▶ _Assignment_
Please retype the entries below exactly as they are written.

(Saved entries)
◆ ◆ ◆ ◆

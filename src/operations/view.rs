//! Read-only surface: previews for off-chain estimation, rate inspection,
//! max-capacity queries, and a serializable state snapshot.
//!
//! Previews simulate the harvest dilution against the hypothetical
//! post-harvest supply, so a preview immediately followed by the real call
//! quotes the same number. Deposit/mint/withdraw previews are disabled
//! throughout emergency and recovery; redeem previews switch to the frozen
//! snapshot ratio once recovery is active.

use serde::Serialize;

use crate::error::{Result, VaultError};
use crate::math::{self, mul_div, Rounding};
use crate::state::Address;
use crate::target::TargetPosition;
use crate::Vault;

/// Point-in-time view of the ledger for off-chain consumers.
#[derive(Debug, Clone, Serialize)]
pub struct VaultSnapshot {
    pub asset_mint: Address,
    pub name: String,
    pub symbol: String,
    pub total_supply: u64,
    pub total_assets: u64,
    pub last_total_assets: u64,
    pub reward_fee_bps: u16,
    pub treasury: Address,
    pub decimals_offset: u8,
    pub paused: bool,
    pub emergency_mode: bool,
    pub recovery_mode: bool,
    pub emergency_total_assets: u64,
    pub recovery_assets: u64,
    pub recovery_supply: u64,
    pub vault_held: u64,
}

impl<T: TargetPosition> Vault<T> {
    /// Total valuation: the target position plus assets in vault custody.
    pub fn total_assets(&self) -> u64 {
        self.target
            .total_assets()
            .saturating_add(self.account.vault_held)
    }

    /// Shares a deposit of `assets` would mint right now (floor).
    pub fn preview_deposit(&self, assets: u64) -> Result<u64> {
        self.require_previews_enabled()?;
        self.quote_shares(assets, Rounding::Floor)
    }

    /// Assets a mint of `shares` would charge right now (ceiling).
    pub fn preview_mint(&self, shares: u64) -> Result<u64> {
        self.require_previews_enabled()?;
        self.quote_assets(shares, Rounding::Ceiling)
    }

    /// Shares a withdrawal of `assets` would burn right now (ceiling).
    pub fn preview_withdraw(&self, assets: u64) -> Result<u64> {
        self.require_previews_enabled()?;
        self.quote_shares(assets, Rounding::Ceiling)
    }

    /// Assets a redemption of `shares` would pay right now (floor; the
    /// frozen snapshot ratio once recovery is active).
    pub fn preview_redeem(&self, shares: u64) -> Result<u64> {
        if self.account.recovery_mode {
            return mul_div(
                shares as u128,
                self.account.recovery_assets as u128,
                self.account.recovery_supply as u128,
                Rounding::Floor,
            );
        }
        if self.account.emergency_mode {
            // no fair ratio exists between the emergency snapshot and the
            // recovery snapshot
            return Err(VaultError::DisabledDuringEmergency);
        }
        self.quote_assets(shares, Rounding::Floor)
    }

    /// Current assets→shares rate (floor, no harvest simulation). Overridden
    /// by the frozen snapshot ratio once recovery is active.
    pub fn convert_to_shares(&self, assets: u64) -> Result<u64> {
        if self.account.recovery_mode {
            return mul_div(
                assets as u128,
                self.account.recovery_supply as u128,
                self.account.recovery_assets as u128,
                Rounding::Floor,
            );
        }
        math::convert_to_shares(
            assets,
            self.total_assets(),
            self.account.total_supply,
            self.account.decimals_offset,
            Rounding::Floor,
        )
    }

    /// Current shares→assets rate (floor, no harvest simulation). Overridden
    /// by the frozen snapshot ratio once recovery is active.
    pub fn convert_to_assets(&self, shares: u64) -> Result<u64> {
        if self.account.recovery_mode {
            return mul_div(
                shares as u128,
                self.account.recovery_assets as u128,
                self.account.recovery_supply as u128,
                Rounding::Floor,
            );
        }
        math::convert_to_assets(
            shares,
            self.total_assets(),
            self.account.total_supply,
            self.account.decimals_offset,
            Rounding::Floor,
        )
    }

    pub fn max_deposit(&self) -> u64 {
        if self.account.paused || self.account.emergency_mode {
            return 0;
        }
        self.target.max_deposit()
    }

    pub fn max_mint(&self) -> u64 {
        if self.account.paused || self.account.emergency_mode {
            return 0;
        }
        let capacity = self.target.max_deposit();
        // an unrepresentable quote caps the answer at zero rather than
        // advertising unbounded capacity
        self.quote_shares(capacity, Rounding::Floor).unwrap_or(0)
    }

    pub fn max_withdraw(&self, owner: &Address) -> u64 {
        if self.account.emergency_mode {
            return 0;
        }
        let redeemable = self
            .quote_assets(self.account.balance_of(owner), Rounding::Floor)
            .unwrap_or(0);
        redeemable.min(self.target.max_withdraw())
    }

    pub fn max_redeem(&self, owner: &Address) -> u64 {
        let balance = self.account.balance_of(owner);
        if self.account.recovery_mode {
            return balance;
        }
        if self.account.emergency_mode {
            return 0;
        }
        let liquid_shares = self
            .quote_shares(self.target.max_withdraw(), Rounding::Floor)
            .unwrap_or(0);
        balance.min(liquid_shares)
    }

    /// Pre-crisis valuation permanently unavailable at recovery time.
    /// Zero until recovery mode is active.
    pub fn implicit_loss(&self) -> u64 {
        if !self.account.recovery_mode {
            return 0;
        }
        self.account
            .emergency_total_assets
            .saturating_sub(self.account.recovery_assets)
    }

    pub fn snapshot(&self) -> VaultSnapshot {
        VaultSnapshot {
            asset_mint: self.account.asset_mint,
            name: self.account.name.clone(),
            symbol: self.account.symbol.clone(),
            total_supply: self.account.total_supply,
            total_assets: self.total_assets(),
            last_total_assets: self.account.last_total_assets,
            reward_fee_bps: self.account.reward_fee_bps,
            treasury: self.account.treasury,
            decimals_offset: self.account.decimals_offset,
            paused: self.account.paused,
            emergency_mode: self.account.emergency_mode,
            recovery_mode: self.account.recovery_mode,
            emergency_total_assets: self.account.emergency_total_assets,
            recovery_assets: self.account.recovery_assets,
            recovery_supply: self.account.recovery_supply,
            vault_held: self.account.vault_held,
        }
    }

    fn require_previews_enabled(&self) -> Result<()> {
        if self.account.emergency_mode {
            return Err(VaultError::DisabledDuringEmergency);
        }
        Ok(())
    }

    /// Quote against the hypothetical post-harvest supply.
    fn quote_shares(&self, assets: u64, rounding: Rounding) -> Result<u64> {
        math::convert_to_shares(
            assets,
            self.total_assets(),
            self.post_harvest_supply(),
            self.account.decimals_offset,
            rounding,
        )
    }

    /// Quote against the hypothetical post-harvest supply.
    fn quote_assets(&self, shares: u64, rounding: Rounding) -> Result<u64> {
        math::convert_to_assets(
            shares,
            self.total_assets(),
            self.post_harvest_supply(),
            self.account.decimals_offset,
            rounding,
        )
    }
}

◆ ◆ ◆ ◆

▶ _Written answer_
filename src/operations/view.rs
//! Read-only surface: previews for off-chain estimation, rate inspection,
//! max-capacity queries, and a serializable state snapshot.
//!
//! Previews simulate the harvest dilution against the hypothetical
//! post-harvest supply, so a preview immediately followed by the real call
//! quotes the same number. Deposit/mint/withdraw previews are disabled
//! throughout emergency and recovery; redeem previews switch to the frozen
//! snapshot ratio once recovery is active.

use serde::Serialize;

use crate::error::{Result, VaultError};
use crate::math::{self, mul_div, Rounding};
use crate::state::Address;
use crate::target::TargetPosition;
use crate::Vault;

/// Point-in-time view of the ledger for off-chain consumers.
#[derive(Debug, Clone, Serialize)]
pub struct VaultSnapshot {
    pub asset_mint: Address,
    pub name: String,
    pub symbol: String,
    pub total_supply: u64,
    pub total_assets: u64,
    pub last_total_assets: u64,
    pub reward_fee_bps: u16,
    pub treasury: Address,
    pub decimals_offset: u8,
    pub paused: bool,
    pub emergency_mode: bool,
    pub recovery_mode: bool,
    pub emergency_total_assets: u64,
    pub recovery_assets: u64,
    pub recovery_supply: u64,
    pub vault_held: u64,
}

impl<T: TargetPosition> Vault<T> {
    /// Total valuation: the target position plus assets in vault custody.
    pub fn total_assets(&self) -> u64 {
        self.target
            .total_assets()
            .saturating_add(self.account.vault_held)
    }

    /// Shares a deposit of `assets` would mint right now (floor).
    pub fn preview_deposit(&self, assets: u64) -> Result<u64> {
        self.require_previews_enabled()?;
        self.quote_shares(assets, Rounding::Floor)
    }

    /// Assets a mint of `shares` would charge right now (ceiling).
    pub fn preview_mint(&self, shares: u64) -> Result<u64> {
        self.require_previews_enabled()?;
        self.quote_assets(shares, Rounding::Ceiling)
    }

    /// Shares a withdrawal of `assets` would burn right now (ceiling).
    pub fn preview_withdraw(&self, assets: u64) -> Result<u64> {
        self.require_previews_enabled()?;
        self.quote_shares(assets, Rounding::Ceiling)
    }

    /// Assets a redemption of `shares` would pay right now (floor; the
    /// frozen snapshot ratio once recovery is active).
    pub fn preview_redeem(&self, shares: u64) -> Result<u64> {
        if self.account.recovery_mode {
            return mul_div(
                shares as u128,
                self.account.recovery_assets as u128,
                self.account.recovery_supply as u128,
                Rounding::Floor,
            );
        }
        if self.account.emergency_mode {
            // no fair ratio exists between the emergency snapshot and the
            // recovery snapshot
            return Err(VaultError::DisabledDuringEmergency);
        }
        self.quote_assets(shares, Rounding::Floor)
    }

    /// Current assets→shares rate (floor, no harvest simulation). Overridden
    /// by the frozen snapshot ratio once recovery is active.
    pub fn convert_to_shares(&self, assets: u64) -> Result<u64> {
        if self.account.recovery_mode {
            return mul_div(
                assets as u128,
                self.account.recovery_supply as u128,
                self.account.recovery_assets as u128,
                Rounding::Floor,
            );
        }
        math::convert_to_shares(
            assets,
            self.total_assets(),
            self.account.total_supply,
            self.account.decimals_offset,
            Rounding::Floor,
        )
    }

    /// Current shares→assets rate (floor, no harvest simulation). Overridden
    /// by the frozen snapshot ratio once recovery is active.
    pub fn convert_to_assets(&self, shares: u64) -> Result<u64> {
        if self.account.recovery_mode {
            return mul_div(
                shares as u128,
                self.account.recovery_assets as u128,
                self.account.recovery_supply as u128,
                Rounding::Floor,
            );
        }
        math::convert_to_assets(
            shares,
            self.total_assets(),
            self.account.total_supply,
            self.account.decimals_offset,
            Rounding::Floor,
        )
    }

    pub fn max_deposit(&self) -> u64 {
        if self.account.paused || self.account.emergency_mode {
            return 0;
        }
        self.target.max_deposit()
    }

    pub fn max_mint(&self) -> u64 {
        if self.account.paused || self.account.emergency_mode {
            return 0;
        }
        let capacity = self.target.max_deposit();
        // an unrepresentable quote caps the answer at zero rather than
        // advertising unbounded capacity
        self.quote_shares(capacity, Rounding::Floor).unwrap_or(0)
    }

    pub fn max_withdraw(&self, owner: &Address) -> u64 {
        if self.account.emergency_mode {
            return 0;
        }
        let redeemable = self
            .quote_assets(self.account.balance_of(owner), Rounding::Floor)
            .unwrap_or(0);
        redeemable.min(self.target.max_withdraw())
    }

    pub fn max_redeem(&self, owner: &Address) -> u64 {
        let balance = self.account.balance_of(owner);
        if self.account.recovery_mode {
            return balance;
        }
        if self.account.emergency_mode {
            return 0;
        }
        let liquid_shares = self
            .quote_shares(self.target.max_withdraw(), Rounding::Floor)
            .unwrap_or(0);
        balance.min(liquid_shares)
    }

    /// Pre-crisis valuation permanently unavailable at recovery time.
    /// Zero until recovery mode is active.
    pub fn implicit_loss(&self) -> u64 {
        if !self.account.recovery_mode {
            return 0;
        }
        self.account
            .emergency_total_assets
            .saturating_sub(self.account.recovery_assets)
    }

    pub fn snapshot(&self) -> VaultSnapshot {
        VaultSnapshot {
            asset_mint: self.account.asset_mint,
            name: self.account.name.clone(),
            symbol: self.account.symbol.clone(),
            total_supply: self.account.total_supply,
            total_assets: self.total_assets(),
            last_total_assets: self.account.last_total_assets,
            reward_fee_bps: self.account.reward_fee_bps,
            treasury: self.account.treasury,
            decimals_offset: self.account.decimals_offset,
            paused: self.account.paused,
            emergency_mode: self.account.emergency_mode,
            recovery_mode: self.account.recovery_mode,
            emergency_total_assets: self.account.emergency_total_assets,
            recovery_assets: self.account.recovery_assets,
            recovery_supply: self.account.recovery_supply,
            vault_held: self.account.vault_held,
        }
    }

    fn require_previews_enabled(&self) -> Result<()> {
        if self.account.emergency_mode {
            return Err(VaultError::DisabledDuringEmergency);
        }
        Ok(())
    }

    /// Quote against the hypothetical post-harvest supply.
    fn quote_shares(&self, assets: u64, rounding: Rounding) -> Result<u64> {
        math::convert_to_shares(
            assets,
            self.total_assets(),
            self.post_harvest_supply(),
            self.account.decimals_offset,
            rounding,
        )
    }

    /// Quote against the hypothetical post-harvest supply.
    fn quote_assets(&self, shares: u64, rounding: Rounding) -> Result<u64> {
        math::convert_to_assets(
            shares,
            self.total_assets(),
            self.post_harvest_supply(),
            self.account.decimals_offset,
            rounding,
        )
    }
}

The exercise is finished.